To obtain quantitative data and analysis developed many computer programs,
some of which are paid, are closed source and proprietary companies producing
microscopes and cameras, while some are free, open-source and available to
everyone, while developing them community of scientists and computer
programmers. Some of the basic morphological parameters are the number of
particles, length, volume and area. From them you can get a variety of derived
parameters, depending on the needs of researchers. Since the images are
twodimensional histological preparations, we can not from them directly obtain
three-dimensional data, but with the help of mathematical formulas from
twodimensional measurements can be performed three-dimensional data. Science
that deals with time is called stereology.
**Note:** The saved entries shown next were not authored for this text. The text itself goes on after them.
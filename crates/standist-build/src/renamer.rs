//! Renames unpacked package directories so lexical order is install order.
//!
//! Naming scheme: `{rank}_{name}-{version}`, with the rank zero-padded to
//! the decimal width of the highest rank. An installer that walks the
//! staging directory alphabetically then processes every package after all
//! of its dependencies, for any package count.

use std::collections::HashMap;
use std::fs;
use std::path::{Path, PathBuf};
use std::sync::OnceLock;

use log::debug;
use regex::Regex;

use crate::manifest::Manifest;
use crate::{BuildError, Result};

/// Splits an unpacked directory name into package name and trailing
/// version (`python-dateutil-2.8.2` -> `python-dateutil`, `2.8.2`).
fn name_version_re() -> &'static Regex {
    static RE: OnceLock<Regex> = OnceLock::new();
    RE.get_or_init(|| {
        Regex::new(r"^(?P<name>.+?)-(?P<version>[0-9][0-9A-Za-z.\-+]*)$")
            .expect("hard-coded regex")
    })
}

/// Rename every package directory in `staging` according to the install
/// order. Returns the renamed paths, dependencies first.
pub fn apply_install_order(
    staging: &Path,
    manifest: &Manifest,
    order: &[String],
) -> Result<Vec<PathBuf>> {
    let mut dirs = Vec::new();
    for entry in fs::read_dir(staging)? {
        let entry = entry?;
        let path = entry.path();
        if entry.file_type()?.is_dir() {
            dirs.push(path);
        } else {
            // a surviving file means the unpack stage did not fully expand
            // the staging area
            return Err(BuildError::UnexpectedStagingEntry(
                path.display().to_string(),
            ));
        }
    }
    dirs.sort();

    let mut dir_for: HashMap<String, PathBuf> = HashMap::new();
    for dir in dirs {
        let dir_name = match dir.file_name().and_then(|n| n.to_str()) {
            Some(name) => name.to_string(),
            None => {
                return Err(BuildError::UnexpectedStagingEntry(
                    dir.display().to_string(),
                ))
            }
        };
        let base = match name_version_re().captures(&dir_name) {
            Some(caps) => caps["name"].to_string(),
            None => dir_name.clone(),
        };
        let known = base == manifest.project.name || manifest.packages.contains_key(&base);
        if !known || dir_for.insert(base, dir.clone()).is_some() {
            return Err(BuildError::UnexpectedStagingEntry(
                dir.display().to_string(),
            ));
        }
    }

    let width = order.len().saturating_sub(1).to_string().len();
    let mut renamed = Vec::with_capacity(order.len());
    for (rank, name) in order.iter().enumerate() {
        let src = dir_for
            .remove(name)
            .ok_or_else(|| BuildError::MissingPackageDir { name: name.clone() })?;
        let version = if *name == manifest.project.name {
            manifest.project.version.clone()
        } else {
            match manifest.packages.get(name) {
                Some(spec) => spec.version.clone(),
                None => return Err(BuildError::MissingPackageDir { name: name.clone() }),
            }
        };
        let dst = staging.join(format!(
            "{rank:0width$}_{name}-{version}",
            rank = rank,
            width = width,
            name = name,
            version = version
        ));
        debug!("{} -> {}", src.display(), dst.display());
        fs::rename(&src, &dst)?;
        renamed.push(dst);
    }

    Ok(renamed)
}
It is possible to collect data on the intensity of staining (ie. A semi-quantitative
analysis of immunohistochemical staining intensity), manual or automatic
positioning of certain structures based on color and shape, the separation image
to the channels, to transform the image simpler analysis and 3D reconstruction
of serial tissue sections. Methods for quantitative analysis of the preparation of
the 21st century are more numerous, and their opportunities are growing.
LITERATURE
First Suvarna K, Layton C. Bancroft J. Bancroft's Theory and
Practice of Histological Techniques. 7th Ed. Churchill Livingstone; 2012th
Second Culling CFA. Handbook of Histopathological and Histochemical
Techniques. 3rd Ed. London: Butterworth-Heinemann; In 1974.
Third Durst-Živković B. Practicum histology. 4th revised edition. Zagreb: Mladost;
1998th
4thJunqueira LC, Carneiro J. Basic Histology. 10th ed., Zagreb: Mladost; 2005th
5th Bradbury S. Hewer's Textbook of Histology for Medical Students, 9th ed.
London: William

8. Heinemann Medical Books; In 1973.
6th Xia Y, Momot K. Biophysics and Biochemistry of
Cartilage by NMR and MRI, London: Royal Society of
Chemistry; 2016.
7th Watt IM. The Principles and Practice of Electron Microscopy. 2nd. ed.
Cambridge: Cambridge University Press; In 1997.
8th Bijelić N, T Belovari, Stolnik D, I Lovric, M. Potter Baus histomorphometric
parameters of the
Growth Plate and Trabecular Bone and Wild-Type and Trefoil Factor Family
3 (Tff3) -Deficient Mice Analyzed by Free and Open-Source Software Image
Processing. Microsc Microanal. 2017; 23 (4): 818-825. doi: 10.1017 /
S1431927617000630.
9th Dykstra MJ. Biological Electron Microscopy: Theory, Techniques, and
Troubleshooting. New York:
Plenum Press; In 1992.
remarks
All products and their photos in this material are the property of the Department
of Histology of Medicine in Osijek. Thank Danica Matic, honey. lab. Ing. and
Edi cousin, MSc. Biol. exp. on making preparations.